--- START ---
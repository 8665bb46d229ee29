//! Parallel loop kernels.
//!
//! Each kernel validates its buffers, then runs a single parallel loop on a
//! [`Pool`](crate::schedule::Pool) under the caller's schedule.
//!
//! - `dotprod`: reduction, private partial sums combined at the join
//! - `matadd`: elementwise add over a collapsed `n × m` iteration space

pub mod dotprod;
pub mod matadd;
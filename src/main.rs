//! Benchmark driver for the parloop kernels.

use clap::{Parser, Subcommand};
use log::{info, warn};
use parloop::kernels::dotprod::ramp_inputs;
use parloop::schedbench::compare_with_chunk;
use parloop::timing::timed;
use parloop::{FIB_PROBLEM_SIZE, Pool, Schedule, dotprod, run_schedule};

#[derive(Parser)]
#[command(name = "parloop")]
#[command(about = "Loop-level parallelism micro-benchmarks")]
#[command(version)]
struct Cli {
    /// Worker threads (defaults to available parallelism)
    #[arg(long, global = true, env = "PARLOOP_THREADS")]
    threads: Option<usize>,

    /// Minimum loop items per worker before another worker is added
    #[arg(long, global = true, default_value = "1")]
    min_len: usize,

    #[command(subcommand)]
    command: Commands,
}

#[derive(Subcommand)]
enum Commands {
    /// Time a parallel dot product of two length-N ramps
    Dotprod {
        /// Vector length
        n: usize,
    },

    /// Compare static and dynamic scheduling on naive Fibonacci
    Schedule {
        /// Compute fib(i) for i in [0, size)
        #[arg(long, default_value_t = FIB_PROBLEM_SIZE)]
        size: u32,

        /// Items per chunk for dynamic scheduling
        #[arg(long, default_value = "1")]
        chunk: usize,

        /// Also time rayon's work-stealing scheduler
        #[arg(long)]
        work_stealing: bool,
    },
}

fn main() {
    env_logger::init();

    let cli = Cli::parse();

    let result = build_pool(cli.threads, cli.min_len).and_then(|pool| match cli.command {
        Commands::Dotprod { n } => cmd_dotprod(&pool, n),
        Commands::Schedule {
            size,
            chunk,
            work_stealing,
        } => cmd_schedule(&pool, size, chunk, work_stealing),
    });

    if let Err(e) = result {
        eprintln!("Error: {e}");
        std::process::exit(1);
    }
}

fn build_pool(threads: Option<usize>, min_len: usize) -> parloop::Result<Pool> {
    let threads = threads.unwrap_or_else(Pool::default_threads);
    let pool = Pool::new(threads)?.with_min_len(min_len);
    info!("{} threads, min_len {}", pool.threads(), pool.min_len());
    Ok(pool)
}

fn cmd_dotprod(pool: &Pool, n: usize) -> parloop::Result<()> {
    let (x, y) = ramp_inputs(n);

    let (result, elapsed) = timed(|| dotprod(pool, Schedule::Static, &x, &y));
    let result = result?;

    println!("Result: {:.6}", result);
    println!("Time (s): {:.6}", elapsed.as_secs_f64());
    Ok(())
}

fn cmd_schedule(pool: &Pool, size: u32, chunk: usize, work_stealing: bool) -> parloop::Result<()> {
    let report = compare_with_chunk(pool, size, chunk)?;

    println!(
        "Static scheduling:  {:.6}s",
        report.static_run.elapsed.as_secs_f64()
    );
    println!(
        "Dynamic scheduling: {:.6}s",
        report.dynamic_run.elapsed.as_secs_f64()
    );

    if work_stealing {
        let run = run_schedule(pool, Schedule::WorkStealing, size)?;
        println!("Work-stealing:      {:.6}s", run.elapsed.as_secs_f64());
    }

    if !report.results_agree() {
        warn!("static and dynamic passes produced different results");
    }
    if let Some(speedup) = report.dynamic_speedup() {
        info!("dynamic speedup over static: {:.2}x", speedup);
    }

    Ok(())
}
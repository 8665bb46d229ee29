//! Wall-clock timing.

use std::time::{Duration, Instant};

/// Run `f` once and return its value with the elapsed time.
pub fn timed<T, F: FnOnce() -> T>(f: F) -> (T, Duration) {
    let start = Instant::now();
    let value = f();
    (value, start.elapsed())
}

#[cfg(test)]
mod tests {
    use super::*;

    #[test]
    fn test_timed_returns_value() {
        let (v, elapsed) = timed(|| 6 * 7);
        assert_eq!(v, 42);
        assert!(elapsed < Duration::from_secs(1));
    }
}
--- END ---
> **Task**
Retype all of the material exactly as it stands above.

> **Answer below**
repository 8665bb46d229ee29
//! Parallel loop kernels.
//!
//! Each kernel validates its buffers, then runs a single parallel loop on a
//! [`Pool`](crate::schedule::Pool) under the caller's schedule.
//!
//! - `dotprod`: reduction, private partial sums combined at the join
//! - `matadd`: elementwise add over a collapsed `n × m` iteration space

pub mod dotprod;
pub mod matadd;
filename src/main.rs
//! Benchmark driver for the parloop kernels.

use clap::{Parser, Subcommand};
use log::{info, warn};
use parloop::kernels::dotprod::ramp_inputs;
use parloop::schedbench::compare_with_chunk;
use parloop::timing::timed;
use parloop::{FIB_PROBLEM_SIZE, Pool, Schedule, dotprod, run_schedule};

#[derive(Parser)]
#[command(name = "parloop")]
#[command(about = "Loop-level parallelism micro-benchmarks")]
#[command(version)]
struct Cli {
    /// Worker threads (defaults to available parallelism)
    #[arg(long, global = true, env = "PARLOOP_THREADS")]
    threads: Option<usize>,

    /// Minimum loop items per worker before another worker is added
    #[arg(long, global = true, default_value = "1")]
    min_len: usize,

    #[command(subcommand)]
    command: Commands,
}

#[derive(Subcommand)]
enum Commands {
    /// Time a parallel dot product of two length-N ramps
    Dotprod {
        /// Vector length
        n: usize,
    },

    /// Compare static and dynamic scheduling on naive Fibonacci
    Schedule {
        /// Compute fib(i) for i in [0, size)
        #[arg(long, default_value_t = FIB_PROBLEM_SIZE)]
        size: u32,

        /// Items per chunk for dynamic scheduling
        #[arg(long, default_value = "1")]
        chunk: usize,

        /// Also time rayon's work-stealing scheduler
        #[arg(long)]
        work_stealing: bool,
    },
}

fn main() {
    env_logger::init();

    let cli = Cli::parse();

    let result = build_pool(cli.threads, cli.min_len).and_then(|pool| match cli.command {
        Commands::Dotprod { n } => cmd_dotprod(&pool, n),
        Commands::Schedule {
            size,
            chunk,
            work_stealing,
        } => cmd_schedule(&pool, size, chunk, work_stealing),
    });

    if let Err(e) = result {
        eprintln!("Error: {e}");
        std::process::exit(1);
    }
}

fn build_pool(threads: Option<usize>, min_len: usize) -> parloop::Result<Pool> {
    let threads = threads.unwrap_or_else(Pool::default_threads);
    let pool = Pool::new(threads)?.with_min_len(min_len);
    info!("{} threads, min_len {}", pool.threads(), pool.min_len());
    Ok(pool)
}

fn cmd_dotprod(pool: &Pool, n: usize) -> parloop::Result<()> {
    let (x, y) = ramp_inputs(n);

    let (result, elapsed) = timed(|| dotprod(pool, Schedule::Static, &x, &y));
    let result = result?;

    println!("Result: {:.6}", result);
    println!("Time (s): {:.6}", elapsed.as_secs_f64());
    Ok(())
}

fn cmd_schedule(pool: &Pool, size: u32, chunk: usize, work_stealing: bool) -> parloop::Result<()> {
    let report = compare_with_chunk(pool, size, chunk)?;

    println!(
        "Static scheduling:  {:.6}s",
        report.static_run.elapsed.as_secs_f64()
    );
    println!(
        "Dynamic scheduling: {:.6}s",
        report.dynamic_run.elapsed.as_secs_f64()
    );

    if work_stealing {
        let run = run_schedule(pool, Schedule::WorkStealing, size)?;
        println!("Work-stealing:      {:.6}s", run.elapsed.as_secs_f64());
    }

    if !report.results_agree() {
        warn!("static and dynamic passes produced different results");
    }
    if let Some(speedup) = report.dynamic_speedup() {
        info!("dynamic speedup over static: {:.2}x", speedup);
    }

    Ok(())
}
repository 8665bb46d229ee29
//! Wall-clock timing.

use std::time::{Duration, Instant};

/// Run `f` once and return its value with the elapsed time.
pub fn timed<T, F: FnOnce() -> T>(f: F) -> (T, Duration) {
    let start = Instant::now();
    let value = f();
    (value, start.elapsed())
}

#[cfg(test)]
mod tests {
    use super::*;

    #[test]
    fn test_timed_returns_value() {
        let (v, elapsed) = timed(|| 6 * 7);
        assert_eq!(v, 42);
        assert!(elapsed < Duration::from_secs(1));
    }
}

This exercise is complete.